[Collected data]
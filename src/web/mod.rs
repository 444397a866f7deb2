//! HTTP surface: the cron trigger and the display page.

use std::num::NonZeroU16;
use std::sync::Arc;

use axum::Router;
use axum::http::header::CONTENT_TYPE;
use axum::response::IntoResponse;
use sea_orm::DatabaseConnection;
use tokio::sync::{Mutex, RwLock};
use tower_http::trace::TraceLayer;
use tracing::{error, info};

use crate::daily::{DailyOutcome, DayWindow, run_daily_generation};
use crate::error::DailyArtError;
use crate::generation::ImageGenerator;
use crate::prompts::PromptGenerator;

mod cron;
mod middleware;
mod prelude;
mod scheduler;
mod views;

use cron::generate_art_handler;
use views::{CachedArt, root_handler};

#[derive(Clone, Debug)]
pub(crate) struct AppState {
    cron_secret: Arc<str>,
    db: DatabaseConnection,
    generator: Arc<dyn ImageGenerator>,
    prompts: Arc<Mutex<PromptGenerator>>,
    display_cache: Arc<RwLock<Option<CachedArt>>>,
}

impl AppState {
    fn new(
        cron_secret: &str,
        generator: Arc<dyn ImageGenerator>,
        prompts: PromptGenerator,
        db: DatabaseConnection,
    ) -> Self {
        Self {
            cron_secret: Arc::from(cron_secret),
            db,
            generator,
            prompts: Arc::new(Mutex::new(prompts)),
            display_cache: Arc::new(RwLock::new(None)),
        }
    }

    /// Runs the daily job for the current local day, dropping the display
    /// cache when a new record is created.
    pub(crate) async fn run_daily(&self) -> Result<DailyOutcome, DailyArtError> {
        let outcome = run_daily_generation(
            &self.db,
            self.generator.as_ref(),
            &self.prompts,
            DayWindow::local_now(),
        )
        .await?;
        if matches!(outcome, DailyOutcome::Generated(_)) {
            self.display_cache.write().await.take();
        }
        Ok(outcome)
    }
}

fn create_router() -> Router<AppState> {
    Router::new()
        .route("/", axum::routing::get(root_handler))
        .route("/static/styles.css", axum::routing::get(styles_handler))
        .route(
            "/api/cron/generate-art",
            axum::routing::get(generate_art_handler),
        )
}

async fn styles_handler() -> impl IntoResponse {
    const STYLES: &str = include_str!(concat!(env!("CARGO_MANIFEST_DIR"), "/static/styles.css"));
    ([(CONTENT_TYPE, "text/css")], STYLES)
}

async fn shutdown_signal() {
    if let Err(err) = tokio::signal::ctrl_c().await {
        error!("Failed to listen for shutdown signal: {}", err);
        std::future::pending::<()>().await;
    }
    info!("Shutdown signal received");
}

/// Starts the HTTP server, and the in-process daily schedule if asked to.
pub async fn setup_server(
    listen_addr: &str,
    port: NonZeroU16,
    cron_secret: &str,
    generator: Arc<dyn ImageGenerator>,
    prompts: PromptGenerator,
    db: DatabaseConnection,
    internal_schedule: bool,
) -> Result<(), anyhow::Error> {
    let state = AppState::new(cron_secret, generator, prompts, db);
    if internal_schedule {
        scheduler::spawn_daily_schedule(state.clone());
    }
    let app = create_router()
        .layer(TraceLayer::new_for_http())
        .with_state(state);

    let addr = format!("{}:{}", listen_addr, port);
    info!("Starting server on http://{}", addr);
    let listener = tokio::net::TcpListener::bind(&addr).await?;
    if let Err(err) = axum::serve(listener, app)
        .with_graceful_shutdown(shutdown_signal())
        .await
    {
        error!("Server error: {}", err);
    }
    Ok(())
}
//! Binary tag trees: the primitive layer, the tag model with path
//! addressing, the recursive codec and the compressed document envelope.

pub mod binary;
pub mod codec;
pub mod document;
pub mod path;
pub mod profile;
pub mod snbt;
pub mod tag;

pub use document::NbtDocument;
pub use profile::{Compression, Endian, SerializationProfile};
pub use tag::{ListTag, Tag, TagKind};
pub mod error;
pub mod types;

pub use error::StrataError;
pub use types::{ChunkPos, Result};
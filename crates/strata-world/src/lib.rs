//! Chunk storage on top of the tag codec: block states, palette-packed
//! section volumes, chunks and the sector-based region container.

pub mod block_state;
pub mod chunk;
pub mod palette;
pub mod region;
pub mod section;

pub use block_state::BlockState;
pub use chunk::Chunk;
pub use palette::PaletteIndexedVolume;
pub use region::{ChunkLocation, Region};
pub use section::ChunkSection;
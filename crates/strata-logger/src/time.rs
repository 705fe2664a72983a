use std::time::{SystemTime, UNIX_EPOCH};

/// Returns the current time in the format YYYY-MM-DD HH:MM:SS TZ
#[cfg(target_family = "unix")]
pub fn now() -> String {
    use std::ffi::CStr;

    let secs = unix_timestamp() as libc::time_t;

    let mut tm: libc::tm = unsafe { std::mem::zeroed() };
    let mut buf = [0 as libc::c_char; 100];
    let fmt = c"%Y-%m-%d %H:%M:%S %Z";

    unsafe {
        if libc::localtime_r(&secs, &mut tm).is_null() {
            return secs.to_string();
        }
        let written = libc::strftime(buf.as_mut_ptr(), buf.len(), fmt.as_ptr(), &tm);
        if written == 0 {
            return secs.to_string();
        }
        CStr::from_ptr(buf.as_ptr()).to_string_lossy().into_owned()
    }
}

/// Seconds since the epoch, for platforms without `strftime`.
#[cfg(not(target_family = "unix"))]
pub fn now() -> String {
    unix_timestamp().to_string()
}

/// Returns the current Unix timestamp in seconds
pub fn unix_timestamp() -> i64 {
    SystemTime::now()
        .duration_since(UNIX_EPOCH)
        .map(|d| d.as_secs() as i64)
        .unwrap_or(0)
}
use std::error::Error;
use std::fmt;
use std::io;

#[derive(Debug)]
pub enum StrataError {
    IoError(io::Error),
    /// The source ended before the format said it would.
    IoTruncated,
    InvalidTagKind(u8),
    PathNotFound(String),
    IndexOutOfRange {
        index: usize,
        len: usize,
    },
    WrongTagKind {
        expected: &'static str,
        found: &'static str,
    },
    /// A list element whose kind differs from the list's declared element kind.
    ListKindMismatch {
        expected: &'static str,
        found: &'static str,
    },
    DepthLimitExceeded(usize),
    UnsupportedCompression(u8),
    InvalidData(String),
    InvalidProfile(String),
}

impl fmt::Display for StrataError {
    fn fmt(&self, f: &mut fmt::Formatter<'_>) -> fmt::Result {
        match self {
            StrataError::IoError(err) => write!(f, "IO error: {}", err),
            StrataError::IoTruncated => write!(f, "Unexpected end of input"),
            StrataError::InvalidTagKind(id) => write!(f, "Invalid tag kind: {}", id),
            StrataError::PathNotFound(path) => write!(f, "Path not found: {}", path),
            StrataError::IndexOutOfRange { index, len } => {
                write!(f, "Index {} out of range (len {})", index, len)
            }
            StrataError::WrongTagKind { expected, found } => {
                write!(f, "Wrong tag kind: expected {}, found {}", expected, found)
            }
            StrataError::ListKindMismatch { expected, found } => write!(
                f,
                "List element kind mismatch: list holds {}, got {}",
                expected, found
            ),
            StrataError::DepthLimitExceeded(depth) => {
                write!(f, "Tag nesting exceeds {} levels", depth)
            }
            StrataError::UnsupportedCompression(id) => {
                write!(f, "Unsupported compression scheme: {}", id)
            }
            StrataError::InvalidData(msg) => write!(f, "Invalid data: {}", msg),
            StrataError::InvalidProfile(msg) => write!(f, "Invalid profile: {}", msg),
        }
    }
}

impl Error for StrataError {
    fn source(&self) -> Option<&(dyn Error + 'static)> {
        match self {
            StrataError::IoError(err) => Some(err),
            _ => None,
        }
    }
}

impl From<io::Error> for StrataError {
    fn from(err: io::Error) -> Self {
        match err.kind() {
            io::ErrorKind::UnexpectedEof => StrataError::IoTruncated,
            _ => StrataError::IoError(err),
        }
    }
}
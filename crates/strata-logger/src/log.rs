use crate::severity::LogSeverity;
use crate::time::now;
use once_cell::sync::Lazy;
use std::env;
use std::sync::atomic::{AtomicU8, Ordering};

/// Environment variable holding the initial threshold, e.g. `STRATA_LOG=debug`.
pub const LOG_ENV_VAR: &str = "STRATA_LOG";

static MAX_SEVERITY: Lazy<AtomicU8> = Lazy::new(|| {
    let initial = env::var(LOG_ENV_VAR)
        .ok()
        .and_then(|value| value.parse::<LogSeverity>().ok())
        .unwrap_or(LogSeverity::Info);
    AtomicU8::new(initial.as_u8())
});

/// Lowest severity that is still printed.
pub fn max_severity() -> LogSeverity {
    LogSeverity::from_u8(MAX_SEVERITY.load(Ordering::Relaxed))
}

pub fn set_max_severity(severity: LogSeverity) {
    MAX_SEVERITY.store(severity.as_u8(), Ordering::Relaxed);
}

pub fn enabled(severity: LogSeverity) -> bool {
    severity >= max_severity()
}

pub fn log(msg: String, log_severity: LogSeverity) {
    if enabled(log_severity) {
        eprintln!("[{}] {} {}", log_severity, now(), msg);
    }
}
pub mod log;
pub mod severity;
pub mod time;

pub use log::{enabled, log, max_severity, set_max_severity};
pub use severity::LogSeverity;
use byteorder::{BigEndian, WriteBytesExt};
use std::io::Write;
use strata::{Chunk, Compression, Endian, SerializationProfile};

pub const SECTOR: usize = 4096;

/// One occupied header slot and the chunk bytes it points at.
pub struct Entry {
    pub slot: usize,
    pub timestamp: u32,
    pub compression_id: u8,
    pub payload: Vec<u8>,
}

impl Entry {
    pub fn chunk(slot: usize, chunk: &Chunk, compression: Compression) -> Self {
        let profile = SerializationProfile::new(Endian::Big, compression, 0);
        Entry {
            slot,
            timestamp: 1_700_000_000 + slot as u32,
            compression_id: compression.id(),
            payload: chunk.document().to_bytes(&profile).unwrap(),
        }
    }
}

/// Header tables followed by each entry's sectors, allocated from sector 2.
pub fn build_region(entries: &[Entry]) -> Vec<u8> {
    let mut bytes = vec![0u8; 2 * SECTOR];
    let mut next_sector = 2u32;

    for entry in entries {
        let mut sector = Vec::new();
        sector
            .write_i32::<BigEndian>(entry.payload.len() as i32 + 1)
            .unwrap();
        sector.write_u8(entry.compression_id).unwrap();
        sector.write_all(&entry.payload).unwrap();
        let count = sector.len().div_ceil(SECTOR);
        sector.resize(count * SECTOR, 0);

        let location = (next_sector << 8) | count as u32;
        let at = entry.slot * 4;
        bytes[at..at + 4].copy_from_slice(&location.to_be_bytes());
        bytes[SECTOR + at..SECTOR + at + 4].copy_from_slice(&entry.timestamp.to_be_bytes());
        bytes.extend(sector);
        next_sector += count as u32;
    }
    bytes
}
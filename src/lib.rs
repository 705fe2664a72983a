//! Tag-tree codec and region container reader.

pub use strata_common as common;
pub use strata_logger as logger;
pub use strata_nbt as nbt;
pub use strata_world as world;

// Re-export commonly used items
pub use strata_common::{ChunkPos, Result, StrataError};
pub use strata_logger::{log, LogSeverity};
pub use strata_nbt::{Compression, Endian, ListTag, NbtDocument, SerializationProfile, Tag, TagKind};
pub use strata_world::{BlockState, Chunk, ChunkSection, PaletteIndexedVolume, Region};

# What is being asked:
Reproduce the lines from the one containing "next_sector += count as u32;" to the end of the entries, keeping both ends and adding nothing.

# Your response:
        next_sector += count as u32;
    }
    bytes
}
filename src/lib.rs
repository 705fe2664a72983a
//! Tag-tree codec and region container reader.

pub use strata_common as common;
pub use strata_logger as logger;
pub use strata_nbt as nbt;
pub use strata_world as world;

// Re-export commonly used items
pub use strata_common::{ChunkPos, Result, StrataError};
pub use strata_logger::{log, LogSeverity};
pub use strata_nbt::{Compression, Endian, ListTag, NbtDocument, SerializationProfile, Tag, TagKind};
pub use strata_world::{BlockState, Chunk, ChunkSection, PaletteIndexedVolume, Region};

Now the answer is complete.